Hi, thanks so much for checking in on me 🙂, I really appreciate it.
I m not going to lie, I m sorta down to 1 bottle of wine every second or third day. Which is actually a dramatic improvement, that s about 3 bottle a week, instead of the previous 6 (!!). I feel bad typing that.
This week, I was on a work call with about 80 people, I was due to simply be a listener, but there was a technical glitch and I was asked to give an update (aka fill some time, while they sorted it out). I hadn't been drinking the night before, I could speak to the (virtual) room. I was coherent, and with a good flow of speech, I was cheery and upbeat. I wasn't anxious. It was eye opening for me.
And then I ve also figured out (to a certain degree) some old family trauma, and it has shocked me, and reframes a lot of my understanding of one half of my family. I m figuring out people dynamics a little more, lots of pretty toxic coping mechanisms, when you haven't unpacked your understanding of them, you can ignore and bury your feelings and use alcohol as your dulling device.

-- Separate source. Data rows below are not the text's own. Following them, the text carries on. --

//! # Rift
//!
//! An Entity-Component-System runtime for simulation loops running at
//! interactive frame rates.
//!
//! The runtime decomposes simulation state into *entities* (versioned
//! handles to storage slots), *components* (plain data records attached to
//! entities), and *systems* (bulk transformations over entities filtered
//! by which component types they own).
//!
//! ## Design
//! - **Versioned handles** — an [`Entity`] is a generation-tagged index;
//!   destruction bumps the generation, invalidating every outstanding copy
//!   at once.
//! - **Deferred destruction** — [`EntityRegistry::destroy`] marks;
//!   [`EntityRegistry::flush`] finalises at end of frame, so a system may
//!   destroy the entity it is currently visiting.
//! - **Bitmask-indexed pools** — each component family owns a dense pool
//!   addressed by slot index; the per-entity mask is the single source of
//!   truth for occupancy.
//! - **Cached queries** — each distinct signature memoizes the sparse set
//!   of matching slots, built once and maintained incrementally under
//!   every structural mutation.
//! - **Parallel iteration** — with the `parallel` feature,
//!   [`EntityRegistry::par_for_entities_with`] fans a visitor out across
//!   rayon workers over disjoint slots.
//!
//! ## Example
//! ```
//! use rift::prelude::*;
//!
//! #[derive(Default, Clone)]
//! struct Position { x: f64, y: f64 }
//! #[derive(Default, Clone)]
//! struct Direction { x: f64, y: f64 }
//!
//! struct Movement;
//!
//! impl System for Movement {
//!     fn update(&mut self, entities: &mut EntityRegistry, dt: f64) {
//!         entities.for_entities_with::<(Position, Direction), _>(|_, (p, d)| {
//!             p.x += d.x * dt;
//!             p.y += d.y * dt;
//!         });
//!     }
//! }
//!
//! let mut entities = EntityRegistry::new();
//! let mut systems = SystemRegistry::new();
//! systems.add(Movement);
//!
//! let e = entities.create_entity();
//! entities.add_component(e, Position::default());
//! entities.add_component(e, Direction { x: 1.0, y: 0.0 });
//!
//! systems.update_all(&mut entities, 1.0);
//! assert_eq!(entities.get_component::<Position>(e).x, 1.0);
//! ```

#![forbid(unsafe_op_in_unsafe_fn)]
#![warn(missing_docs)]
#![allow(clippy::module_inception)]

pub mod engine;
pub mod profiling;

// ─────────────────────────────────────────────────────────────────────────────
// Re-exports (Public API)
// ─────────────────────────────────────────────────────────────────────────────

pub use engine::types::{
    ComponentMask, Entity, EntityId, Family, SystemFamily, MAX_COMPONENTS,
};

pub use engine::component::{family_count, family_desc, family_of, Component, FamilyDesc};

pub use engine::entity::EntityRegistry;

pub use engine::pool::{AnyPool, Pool};

pub use engine::sparse::SparseSet;

pub use engine::query::{signature_of, ComponentSet};

pub use engine::commands::CommandBuffer;

pub use engine::systems::{system_family_of, System, SystemRegistry, SystemSet};

pub use engine::error::{
    DuplicateComponentError, DuplicateQueryComponentError, DuplicateSystemError,
    FamilyCapacityError, MissingComponentError, MissingSystemError, RegistryError,
    StaleEntityError,
};

// ─────────────────────────────────────────────────────────────────────────────
// Prelude
// ─────────────────────────────────────────────────────────────────────────────

/// Commonly used types.
///
/// Import with:
/// ```rust
/// use rift::prelude::*;
/// ```
pub mod prelude {
    pub use crate::{
        family_of, signature_of, CommandBuffer, Component, ComponentMask, Entity, EntityId,
        EntityRegistry, SparseSet, System, SystemRegistry,
    };
}
//! Typed query signatures, the memoized query cache, and the iteration
//! engine.
//!
//! ## Query model
//! A query is identified by its *signature*: the bitwise OR of the
//! component families named in a tuple of component types. The registry
//! memoizes, per distinct signature, the sparse set of slot indices whose
//! mask is a superset. The set is built once by scanning the mask array on
//! first use and maintained incrementally by every structural mutation
//! thereafter (see the `caches_*` helpers in the entity module).
//!
//! ## Execution model
//! - [`for_entities_with`](crate::engine::entity::EntityRegistry::for_entities_with)
//!   visits each cached slot sequentially with the entity handle and
//!   mutable references to the requested components.
//! - [`par_for_entities_with`](crate::engine::entity::EntityRegistry::par_for_entities_with)
//!   (behind the `parallel` feature) fans the visitor out across rayon
//!   worker threads with component references only.
//!
//! No ordering guarantee is given for the visited slots: the cache erases
//! by swap-with-last, so iteration order is unspecified and visitors must
//! not depend on it.
//!
//! ## Mutation during iteration
//! Both passes hold the registry exclusively, so a visitor cannot touch it
//! structurally and there is no aliasing to guard against at runtime. A
//! visitor that needs to create, destroy, or re-shape entities records the
//! operations into a [`CommandBuffer`](crate::engine::commands::CommandBuffer)
//! and applies it after the pass. A pass therefore visits exactly the
//! entities that matched the signature when it started.
//!
//! ## Safety
//! The per-slot fetch hands out `&mut` references derived from raw pool
//! pointers. Soundness rests on two invariants enforced here:
//! - the families of one tuple are distinct (a repeated type panics while
//!   the signature is built, in every build profile), so references for
//!   one slot never alias, and
//! - every slot in a cache satisfies the signature, so each family's pool
//!   is populated at that slot (mask/pool coherence).

use crate::engine::component::{family_of, Component};
use crate::engine::entity::EntityRegistry;
use crate::engine::error::DuplicateQueryComponentError;
use crate::engine::pool::{AnyPool, Pool};
use crate::engine::sparse::SparseSet;
use crate::engine::types::{ComponentMask, Entity, EntityId};
use crate::profiling::profiler;

#[cfg(feature = "parallel")]
use rayon::prelude::*;

/// Raw base pointer into one family's pool, captured for the duration of
/// a single iteration pass.
pub struct PoolPtr<C> {
    base: *mut C,
    len: usize,
}

impl<C> Clone for PoolPtr<C> {
    fn clone(&self) -> Self {
        *self
    }
}

impl<C> Copy for PoolPtr<C> {}

// A PoolPtr is only ever dereferenced at distinct slot indices handed out
// by one iteration pass, so sending it across rayon workers is sound
// whenever the component itself is.
unsafe impl<C: Send> Send for PoolPtr<C> {}
unsafe impl<C: Sync> Sync for PoolPtr<C> {}

impl<C> PoolPtr<C> {
    /// Returns the component at `index`.
    ///
    /// ## Safety
    /// `index` must be below the pool length captured at creation, and no
    /// two live references to the same `index` may coexist.
    #[inline]
    unsafe fn slot<'a>(self, index: u32) -> &'a mut C {
        debug_assert!((index as usize) < self.len);
        unsafe { &mut *self.base.add(index as usize) }
    }
}

fn pool_ptr<C: Component>(pools: &mut [Option<Box<dyn AnyPool>>]) -> Option<PoolPtr<C>> {
    let family = family_of::<C>();
    let pool = pools.get_mut(family)?.as_mut()?;
    let pool = pool.as_any_mut().downcast_mut::<Pool<C>>()?;
    Some(PoolPtr {
        base: pool.base_ptr(),
        len: pool.len(),
    })
}

/// A non-empty tuple of component types naming a query signature.
///
/// Implemented for tuples of one through eight component types. The empty
/// tuple is deliberately not implemented: a query over no components is
/// rejected at compile time. Listing the same component type twice in one
/// tuple is a programming error; [`signature`](ComponentSet::signature)
/// panics with a diagnostic before any component is fetched.
pub trait ComponentSet {
    /// Mutable references to one slot's components.
    type Refs<'a>;

    /// Captured pool pointers for one iteration pass.
    type Ptrs: Copy + Send + Sync;

    /// The bitwise OR of the tuple's families. Symmetric under
    /// reordering of the tuple by construction.
    ///
    /// ## Panics
    /// Panics with [`DuplicateQueryComponentError`] if the tuple lists the
    /// same component type more than once.
    fn signature() -> ComponentMask;

    /// Captures base pointers to each family's pool, or `None` if any
    /// pool was never instantiated (the query then matches nothing).
    fn pointers(pools: &mut [Option<Box<dyn AnyPool>>]) -> Option<Self::Ptrs>;

    /// Materialises references to the components of `index`.
    ///
    /// ## Safety
    /// `index` must satisfy the signature (every pool populated at that
    /// slot), and the caller must not fetch the same slot twice while
    /// references are live.
    unsafe fn fetch<'a>(ptrs: Self::Ptrs, index: u32) -> Self::Refs<'a>;
}

macro_rules! component_set {
    ($(($ty:ident, $ptr:ident)),+) => {
        impl<$($ty: Component),+> ComponentSet for ($($ty,)+) {
            type Refs<'a> = ($(&'a mut $ty,)+);
            type Ptrs = ($(PoolPtr<$ty>,)+);

            fn signature() -> ComponentMask {
                let mut mask = ComponentMask::empty();
                $(
                    let family = family_of::<$ty>();
                    if mask.test(family) {
                        panic!(
                            "{}",
                            DuplicateQueryComponentError {
                                component: std::any::type_name::<$ty>(),
                            }
                        );
                    }
                    mask.set(family);
                )+
                mask
            }

            fn pointers(pools: &mut [Option<Box<dyn AnyPool>>]) -> Option<Self::Ptrs> {
                Some(($(pool_ptr::<$ty>(pools)?,)+))
            }

            unsafe fn fetch<'a>(ptrs: Self::Ptrs, index: u32) -> Self::Refs<'a> {
                let ($($ptr,)+) = ptrs;
                ($(unsafe { $ptr.slot(index) },)+)
            }
        }
    };
}

component_set!((A, a));
component_set!((A, a), (B, b));
component_set!((A, a), (B, b), (C, c));
component_set!((A, a), (B, b), (C, c), (D, d));
component_set!((A, a), (B, b), (C, c), (D, d), (E, e));
component_set!((A, a), (B, b), (C, c), (D, d), (E, e), (F, f));
component_set!((A, a), (B, b), (C, c), (D, d), (E, e), (F, f), (G, g));
component_set!((A, a), (B, b), (C, c), (D, d), (E, e), (F, f), (G, g), (H, h));

/// Returns the signature mask of a component tuple.
///
/// Exposed so hosts can key their own bookkeeping on the same value the
/// query cache uses.
pub fn signature_of<Q: ComponentSet>() -> ComponentMask {
    Q::signature()
}

impl EntityRegistry {
    /// Builds the cache for `signature` if it does not exist yet, by a
    /// single scan over the mask array.
    fn ensure_cache(&mut self, signature: ComponentMask) {
        if self.index_caches.contains_key(&signature) {
            return;
        }
        let _span = profiler::span("QueryCache::build");
        let mut set = SparseSet::with_capacity(self.masks.len());
        for (index, mask) in self.masks.iter().enumerate() {
            if mask.contains_all(&signature) {
                set.insert(index as u32);
            }
        }
        self.index_caches.insert(signature, set);
    }

    /// Returns the number of entities owning every component in `Q`,
    /// building the query cache on first use of the signature.
    pub fn number_of_entities_with<Q: ComponentSet>(&mut self) -> usize {
        let signature = Q::signature();
        self.ensure_cache(signature);
        self.index_caches[&signature].len()
    }

    /// Applies `f` to every entity owning all components in `Q`.
    ///
    /// The visitor receives the entity handle and mutable references to
    /// the requested components, in unspecified order. Entities marked for
    /// destruction but not yet flushed are still visited. Structural
    /// mutation from inside the visitor goes through a
    /// [`CommandBuffer`](crate::engine::commands::CommandBuffer) applied
    /// after the pass.
    pub fn for_entities_with<Q, F>(&mut self, mut f: F)
    where
        Q: ComponentSet,
        F: for<'a> FnMut(Entity, Q::Refs<'a>),
    {
        let signature = Q::signature();
        self.ensure_cache(signature);

        let Self {
            pools,
            index_caches,
            generations,
            ..
        } = self;
        let cache = &index_caches[&signature];
        if cache.is_empty() {
            return;
        }
        let Some(ptrs) = Q::pointers(pools) else {
            return;
        };

        for &index in cache.iter() {
            let entity = Entity::from_id(EntityId::new(index, generations[index as usize]));
            // Each cached slot satisfies the signature, and indices in a
            // sparse set are unique, so the fetched references are disjoint.
            let refs = unsafe { Q::fetch(ptrs, index) };
            f(entity, refs);
        }
    }

    /// Applies `f` to the components of every entity owning all components
    /// in `Q`, in parallel across rayon worker threads.
    ///
    /// The visitor receives component references only (no handle), and
    /// invocation order is unspecified. Every cached slot is visited
    /// exactly once. The exclusive borrow of the registry rules out
    /// structural mutation for the duration of the pass, and visitors
    /// writing to distinct slots of the listed families are data-race-free.
    #[cfg(feature = "parallel")]
    pub fn par_for_entities_with<Q, F>(&mut self, f: F)
    where
        Q: ComponentSet,
        F: for<'a> Fn(Q::Refs<'a>) + Send + Sync,
    {
        let signature = Q::signature();
        self.ensure_cache(signature);
        let _span = profiler::span("EntityRegistry::par_for_entities_with");

        let Self {
            pools,
            index_caches,
            ..
        } = self;
        let cache = &index_caches[&signature];
        if cache.is_empty() {
            return;
        }
        let Some(ptrs) = Q::pointers(pools) else {
            return;
        };

        cache.as_slice().par_iter().for_each(|&index| {
            // Indices in the cache are unique, so concurrent fetches
            // address disjoint slots.
            let refs = unsafe { Q::fetch(ptrs, index) };
            f(refs);
        });
    }
}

I ve been so shocked at the revelations, it's puts lots and lots of other issues into perspective. It s knocked me sideways, but also I think it's going to/already has coped me on, given me the kick I the arse to remember I control my environment and I m lucky to be able to do that. I decide if I glug poison and ruin my teeth and insides and brain and my kids model of healthy behaviour. I decide if I break patterns or sleepwalk along into them.
It's snapped me out of bumbling along with old habits as a life crutch. The revelations have been awful, but distant, a stark contrast to our current world. I feel shocked and unsettled but with a greater feeling of autonomy.
You are setting a really good example by engaging in self care, exercising and enjoying your home and nurturing your plants. This is the next step for me, to look after myself again. Keep my brain hydrated and safe. I m getting my hair washed and blowdryed every Friday and it's making me feel really good. It's only the price exchange of 1 bottle of wine 🤣🤣🤣, well worth it. Might start doing my nails as well, get addicted to mothering and nurturing me (instead of stinky, rotty, old wine).